Se reúnen en esta sala parte de la sere de su obra “amigos y poetas”, además de algunos dibujos de familia y otra piezas que muestran la genialidad de este espectacular escultor.
Sala XIX y XX: Cristóbal Toral
Finalizamos la visita al Museo en las Salas XIX y XX, situadas en la tercera planta de la nueva ampliación, dedicadas al pintor Cristóbal Toral. Este artista contemporáneo, nacido en 1940 en Torre-Alhaquirne de manera casual, aunque considerado antequerano ya que incluso fue bautizado en la parroquia de San Pedro de nuestra ciudad, es uno de los más destacados representantes del hiperrealismo mágico entre los pintores españoles. Inició en 1958 sus estudios de dibujo en la Escuela de Artes y Oficios de Antequera, instalada entonces en este palacio de Nájera, pasando al año siguiente a la Escuela de Bellas Artes de Sevilla y, posteriormente, a la de San Fernando de Madrid, obteniendo en 1964 el Premio Nacional Fin de Carrera. Entre 1968 y 1969 consigue dos becas de la fundación Juan March para ampliar sus estudios en España y Nueva York, entrando en contacto en esta última ciudad con el nuevo realismo de los pintores americanos. Su participación en la Bienal de Florencia en dos ocasiones (1973 y 1977), obteniendo medalla de oro, y en la Bienal de Sao Paulo (1975) con el Gran Premio, le dieron a conocer en el ámbito internacional. Ha realizado importantes exposiciones individuales en Madrid, Nueva York, Buenos Aires, México, París, Tokio, etc.
Sobresale el cuadro de gran formato titulado D’apres Las Meninas (1975), una versión personalísima del famoso original velazqueño, en el que se reproduce de manera pormenorizada el salón del viejo Alcázar madrileño pero sustituyendo los personajes de la corte por un gran número de maletas de viaje, algo que será una constante en su pintura.
De su faceta como escultor se exponen dos originales en bronce: Embalajes y La llegada, ambos de pequeño formato pero plenas del simbolismo relacionado con el viajar por la vida, tan presente en toda la producción del artista.

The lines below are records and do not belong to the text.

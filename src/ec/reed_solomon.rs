//! Reed-Solomon Code
//!
//! `k + m` code over GF(2^8) using the `reed-solomon-erasure` crate. Each
//! symbol is handed to the library as a one-byte shard.
//!
//! The library orders shards `[data][parity]` while stripes are laid out
//! `[parity][data]`; `shard_index` converts between the two.

use std::sync::Arc;

use reed_solomon_erasure::galois_8::ReedSolomon;
use tracing::debug;

use crate::ec::{check_encode_lengths, check_positions, too_many, ErasureCode};
use crate::error::{Error, Result};

/// Reed-Solomon erasure code
pub struct ReedSolomonCode {
    /// Reed-Solomon codec instance
    rs: Arc<ReedSolomon>,
    /// Number of data symbols (k)
    stripe_size: usize,
    /// Number of parity symbols (m)
    parity_size: usize,
}

impl std::fmt::Debug for ReedSolomonCode {
    fn fmt(&self, f: &mut std::fmt::Formatter<'_>) -> std::fmt::Result {
        f.debug_struct("ReedSolomonCode")
            .field("stripe_size", &self.stripe_size)
            .field("parity_size", &self.parity_size)
            .finish()
    }
}

impl ReedSolomonCode {
    /// Create a new code with the specified k+m configuration
    pub fn new(stripe_size: usize, parity_size: usize) -> Result<Self> {
        if stripe_size == 0 {
            return Err(Error::InvalidEcConfig(
                "stripe_size must be greater than 0".to_string(),
            ));
        }
        if parity_size == 0 {
            return Err(Error::InvalidEcConfig(
                "parity_size must be greater than 0".to_string(),
            ));
        }

        let rs = ReedSolomon::new(stripe_size, parity_size).map_err(|e| {
            Error::InvalidEcConfig(format!("Failed to create Reed-Solomon codec: {}", e))
        })?;

        Ok(Self {
            rs: Arc::new(rs),
            stripe_size,
            parity_size,
        })
    }

    /// Library shard index of a stripe position
    fn shard_index(&self, position: usize) -> usize {
        if position < self.parity_size {
            self.stripe_size + position
        } else {
            position - self.parity_size
        }
    }
}

impl ErasureCode for ReedSolomonCode {
    fn stripe_size(&self) -> usize {
        self.stripe_size
    }

    fn parity_size(&self) -> usize {
        self.parity_size
    }

    fn encode(&self, data: &[u8], parity: &mut [u8]) -> Result<()> {
        check_encode_lengths(self, data, parity)?;

        let mut shards: Vec<Vec<u8>> = data
            .iter()
            .map(|&b| vec![b])
            .chain((0..self.parity_size).map(|_| vec![0u8]))
            .collect();

        self.rs
            .encode(&mut shards)
            .map_err(|e| Error::EcEncodingFailed(format!("Reed-Solomon encoding failed: {}", e)))?;

        for (slot, shard) in parity.iter_mut().zip(&shards[self.stripe_size..]) {
            *slot = shard[0];
        }
        Ok(())
    }

    fn decode(
        &self,
        buffer: &[u8],
        erased: &[usize],
        erased_values: &mut [u8],
        to_read: &[usize],
        _not_to_read: &[usize],
    ) -> Result<()> {
        if erased.is_empty() {
            return Ok(());
        }
        check_positions(self, erased)?;
        check_positions(self, to_read)?;

        let mut shards: Vec<Option<Vec<u8>>> = vec![None; self.total_size()];
        for &position in to_read.iter().filter(|p| !erased.contains(*p)) {
            shards[self.shard_index(position)] = Some(vec![buffer[position]]);
        }

        let available = shards.iter().filter(|s| s.is_some()).count();
        if available < self.stripe_size {
            return Err(too_many(self, self.total_size() - available));
        }

        self.rs
            .reconstruct(&mut shards)
            .map_err(|_| too_many(self, erased.len()))?;

        for (value, &position) in erased_values.iter_mut().zip(erased) {
            *value = shards[self.shard_index(position)]
                .as_ref()
                .map(|shard| shard[0])
                .ok_or_else(|| too_many(self, erased.len()))?;
        }

        debug!(
            "Reconstructed {} symbols from {}/{} available",
            erased.len(),
            available,
            self.total_size()
        );
        Ok(())
    }

    fn locations_to_read_for_decode(&self, erased: &[usize]) -> Result<Vec<usize>> {
        check_positions(self, erased)?;

        let mut is_erased = vec![false; self.total_size()];
        for &position in erased {
            is_erased[position] = true;
        }
        let erased_count = is_erased.iter().filter(|&&e| e).count();
        if erased_count > self.parity_size {
            return Err(too_many(self, erased_count));
        }

        // Prefer data symbols, they are needed by readers anyway
        let data = self.parity_size..self.total_size();
        let parity = 0..self.parity_size;
        let mut locations: Vec<usize> = data
            .chain(parity)
            .filter(|&p| !is_erased[p])
            .take(self.stripe_size)
            .collect();
        locations.sort_unstable();
        Ok(locations)
    }
}
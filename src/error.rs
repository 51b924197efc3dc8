//! Error types for the stripe store

use thiserror::Error;

/// Result type alias using our Error type
pub type Result<T> = std::result::Result<T, Error>;

/// Errors that can occur in the stripe store
#[derive(Error, Debug)]
pub enum Error {
    // =========================================================================
    // Erasure Coding Errors
    // =========================================================================
    /// A stripe lost more positions than the active code can correct
    #[error("Too many erased locations: {erased} erased, code corrects at most {correctable}")]
    TooManyErasedLocations { erased: usize, correctable: usize },

    /// Invalid EC configuration
    #[error("Invalid EC configuration: {0}")]
    InvalidEcConfig(String),

    /// EC encoding failed
    #[error("EC encoding failed: {0}")]
    EcEncodingFailed(String),

    // =========================================================================
    // Backend Errors
    // =========================================================================
    /// Connection loss or any other transport-level failure
    #[error("Backend transport error: {0}")]
    BackendTransport(String),

    /// A backend call exceeded its time budget
    #[error("Backend {operation} timed out after {timeout_ms}ms")]
    BackendTimeout { operation: String, timeout_ms: u64 },

    /// Container payload could not be decoded
    #[error("Corrupt container {index}: {reason}")]
    CorruptContainer { index: u64, reason: String },

    /// Block position outside of the interleave width
    #[error("Invalid block position {position} (total size {total_size})")]
    InvalidPosition { position: usize, total_size: usize },

    // =========================================================================
    // File Layer Errors
    // =========================================================================
    /// File metadata violates its own invariants
    #[error("Inconsistent metadata for {path}: {reason}")]
    MetadataInconsistent { path: String, reason: String },

    /// A write would grow a file past what its metadata can address
    #[error("Write to {path} at {offset} (+{len} bytes) exceeds the maximum file size")]
    FileTooLarge { path: String, offset: u64, len: usize },

    // =========================================================================
    // Ambient Errors
    // =========================================================================
    /// I/O error
    #[error("I/O error: {0}")]
    Io(#[from] std::io::Error),

    /// JSON (de)serialization error
    #[error("JSON error: {0}")]
    Json(#[from] serde_json::Error),

    /// YAML (de)serialization error
    #[error("YAML error: {0}")]
    Yaml(#[from] serde_yaml::Error),

    /// Configuration error
    #[error("Configuration error: {0}")]
    Config(String),

    /// Internal error
    #[error("Internal error: {0}")]
    Internal(String),
}

impl Error {
    /// True when a stripe could not be reconstructed.
    pub fn is_unrecoverable_stripe(&self) -> bool {
        matches!(self, Error::TooManyErasedLocations { .. })
    }

    /// True for failures that a degraded read may treat as a missing block.
    pub fn is_transient(&self) -> bool {
        matches!(
            self,
            Error::BackendTransport(_) | Error::BackendTimeout { .. } | Error::Io(_)
        )
    }
}
//! XOR Code
//!
//! Single parity symbol equal to the XOR of all data symbols. Any one erased
//! position is the XOR of every other position.

use crate::ec::{check_encode_lengths, check_positions, too_many, ErasureCode};
use crate::error::{Error, Result};

/// Single-parity XOR code
#[derive(Debug, Clone)]
pub struct XorCode {
    stripe_size: usize,
}

impl XorCode {
    /// Create a new XOR code. `parity_size` must be 1.
    pub fn new(stripe_size: usize, parity_size: usize) -> Result<Self> {
        if stripe_size == 0 {
            return Err(Error::InvalidEcConfig(
                "stripe_size must be greater than 0".to_string(),
            ));
        }
        if parity_size != 1 {
            return Err(Error::InvalidEcConfig(format!(
                "XOR code supports exactly one parity symbol, got {}",
                parity_size
            )));
        }
        Ok(Self { stripe_size })
    }
}

impl ErasureCode for XorCode {
    fn stripe_size(&self) -> usize {
        self.stripe_size
    }

    fn parity_size(&self) -> usize {
        1
    }

    fn encode(&self, data: &[u8], parity: &mut [u8]) -> Result<()> {
        check_encode_lengths(self, data, parity)?;
        parity[0] = data.iter().fold(0, |acc, b| acc ^ b);
        Ok(())
    }

    fn decode(
        &self,
        buffer: &[u8],
        erased: &[usize],
        erased_values: &mut [u8],
        to_read: &[usize],
        _not_to_read: &[usize],
    ) -> Result<()> {
        match erased {
            [] => Ok(()),
            [missing] => {
                let needed = self.total_size() - 1;
                let read = to_read.iter().filter(|&&p| p != *missing).count();
                if read < needed {
                    return Err(too_many(self, erased.len()));
                }
                erased_values[0] = to_read
                    .iter()
                    .filter(|&&p| p != *missing)
                    .fold(0, |acc, &p| acc ^ buffer[p]);
                Ok(())
            }
            _ => Err(too_many(self, erased.len())),
        }
    }

    fn locations_to_read_for_decode(&self, erased: &[usize]) -> Result<Vec<usize>> {
        check_positions(self, erased)?;
        match erased {
            [] | [0] => Ok((1..self.total_size()).collect()),
            [missing] => Ok((0..self.total_size()).filter(|p| p != missing).collect()),
            _ => Err(too_many(self, erased.len())),
        }
    }
}
#[cfg(test)]
mod tests {
    use super::*;

    #[test]
    fn test_parse_commands() {
        assert_eq!(Command::parse("repairAll"), Some(Command::RepairAll));
        assert_eq!(Command::parse("clearCache"), Some(Command::ClearCache));
        assert_eq!(
            Command::parse("repair /a/b"),
            Some(Command::Repair("/a/b".to_string()))
        );
        assert_eq!(
            Command::parse("truncate f 12"),
            Some(Command::Truncate {
                path: "f".to_string(),
                size: 12
            })
        );
        assert_eq!(Command::parse("quit"), Some(Command::Quit));
    }

    #[test]
    fn test_parse_write_keeps_spacing() {
        assert_eq!(
            Command::parse("write notes 4 hello  world"),
            Some(Command::Write {
                path: "notes".to_string(),
                offset: 4,
                text: "hello  world".to_string()
            })
        );
    }

    #[test]
    fn test_unknown_commands() {
        assert_eq!(Command::parse("repairall"), None);
        assert_eq!(Command::parse("repair"), None);
        assert_eq!(Command::parse("truncate f x"), None);
        assert_eq!(Command::parse("write f"), None);
        assert_eq!(Command::parse("ls now"), None);
    }

    #[tokio::test]
    async fn test_run_commands() {
        let backend: Arc<dyn StorageBackend> = Arc::new(MemoryBackend::new());
        let code = AppConfig::default().code.build().unwrap();
        let layer = FileEncoderDecoder::new(code, backend.clone(), Default::default())
            .await
            .unwrap();

        let write = Command::parse("write f 0 hello").unwrap();
        run_command(&layer, &backend, write).await.unwrap();

        let cat = run_command(&layer, &backend, Command::Cat("f".into()))
            .await
            .unwrap();
        assert_eq!(cat.as_deref(), Some("hello"));

        let repaired = run_command(&layer, &backend, Command::RepairAll)
            .await
            .unwrap()
            .unwrap();
        assert!(repaired.starts_with("1 files checked, 0 blocks restored"));

        let ls = run_command(&layer, &backend, Command::Ls).await.unwrap();
        assert_eq!(ls.as_deref(), Some("f"));
    }

    #[tokio::test]
    async fn test_stats_over_dir_backend() {
        let dir = tempfile::tempdir().unwrap();
        let backend: Arc<dyn StorageBackend> =
            Arc::new(LocalDirBackend::open(dir.path()).await.unwrap());
        let code = AppConfig::default().code.build().unwrap();
        let layer = FileEncoderDecoder::new(code, backend.clone(), Default::default())
            .await
            .unwrap();

        let write = Command::parse("write f 0 hello").unwrap();
        run_command(&layer, &backend, write).await.unwrap();

        let stats = run_command(&layer, &backend, Command::Stats)
            .await
            .unwrap()
            .unwrap();
        assert!(stats.contains("backend: 14 containers"), "{}", stats);
        assert!(stats.contains("1 files"), "{}", stats);
    }
}
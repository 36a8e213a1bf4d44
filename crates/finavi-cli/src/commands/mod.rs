mod history;
mod quotes;
mod symbols;

use finavi_core::{ClientConfig, FinaviClient};
use serde_json::Value;

use crate::cli::{Cli, Command};
use crate::error::CliError;

pub async fn run(cli: &Cli) -> Result<Value, CliError> {
    let config = client_config(cli, ClientConfig::from_env()?);
    let client = FinaviClient::new(&config)?;

    match &cli.command {
        Command::Quotes(args) => quotes::run(args, &client).await,
        Command::Symbols(args) => symbols::run(args, &client).await,
        Command::History(args) => history::run(args, &client).await,
    }
}

/// Layer command-line flags over the environment-derived config.
fn client_config(cli: &Cli, mut config: ClientConfig) -> ClientConfig {
    if let Some(base_url) = &cli.base_url {
        config = config.with_base_url(base_url.as_str());
    }
    if let Some(timeout_ms) = cli.timeout_ms {
        config = config.with_timeout_ms(timeout_ms);
    }
    config
}

#[cfg(test)]
mod tests {
    use super::*;
    use clap::Parser;

    #[test]
    fn flags_override_environment_values() {
        let cli = Cli::try_parse_from([
            "finavi",
            "--base-url",
            "http://127.0.0.1:9000",
            "--timeout-ms",
            "750",
            "symbols",
        ])
        .expect("valid arguments");
        let from_env = ClientConfig::default().with_base_url("https://env.example.test");

        let config = client_config(&cli, from_env);
        assert_eq!(config.base_url, "http://127.0.0.1:9000");
        assert_eq!(config.timeout_ms, 750);
    }

    #[test]
    fn environment_values_survive_without_flags() {
        let cli = Cli::try_parse_from(["finavi", "symbols"]).expect("valid arguments");
        let from_env = ClientConfig::default()
            .with_base_url("https://env.example.test")
            .with_timeout_ms(1_234);

        let config = client_config(&cli, from_env.clone());
        assert_eq!(config, from_env);
    }
}
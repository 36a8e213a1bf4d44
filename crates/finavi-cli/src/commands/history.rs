use finavi_core::{FinaviClient, HistorySeries};
use log::info;
use serde::Serialize;
use serde_json::Value;
use time::format_description::well_known::Rfc3339;
use time::OffsetDateTime;

use crate::cli::HistoryArgs;
use crate::error::CliError;

#[derive(Debug, Serialize, PartialEq)]
struct BarRecord {
    time: String,
    open: f64,
    high: f64,
    low: f64,
    close: f64,
    volume: Option<f64>,
}

pub async fn run(args: &HistoryArgs, client: &FinaviClient) -> Result<Value, CliError> {
    let (from, to) = match (&args.from, &args.to) {
        (Some(from), Some(to)) => (from.clone(), to.clone()),
        _ => {
            let (from, to) = args.range.window_ending(OffsetDateTime::now_utc());
            (from.to_string(), to.to_string())
        }
    };

    let series = client
        .fetch_history(&args.symbol, args.range, &from, &to)
        .await?;

    let Some(series) = series else {
        info!("no history for {} between {from} and {to}", args.symbol);
        return Ok(Value::Null);
    };

    if args.bars {
        Ok(serde_json::to_value(bar_records(&series)?)?)
    } else {
        Ok(serde_json::to_value(series)?)
    }
}

fn bar_records(series: &HistorySeries) -> Result<Vec<BarRecord>, CliError> {
    series
        .bars()?
        .into_iter()
        .map(|bar| -> Result<BarRecord, CliError> {
            Ok(BarRecord {
                time: bar.time.format(&Rfc3339)?,
                open: bar.open,
                high: bar.high,
                low: bar.low,
                close: bar.close,
                volume: bar.volume,
            })
        })
        .collect()
}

El mundo creativo de Toral, que casi desde un primer momento parte de la realidad como concepción plástica, se hunde en una poética muy personal en la que la presencia de las maletas, las manzanas ingrávidas, la recreación de los clásicos como Velázquez y Goya, la soledad de la mujer o los trampantojos del lienzo roto, nos llevan a la secreta intimidad del pintor; de su mundo y de su concepto del espacio, de la realidad y del color.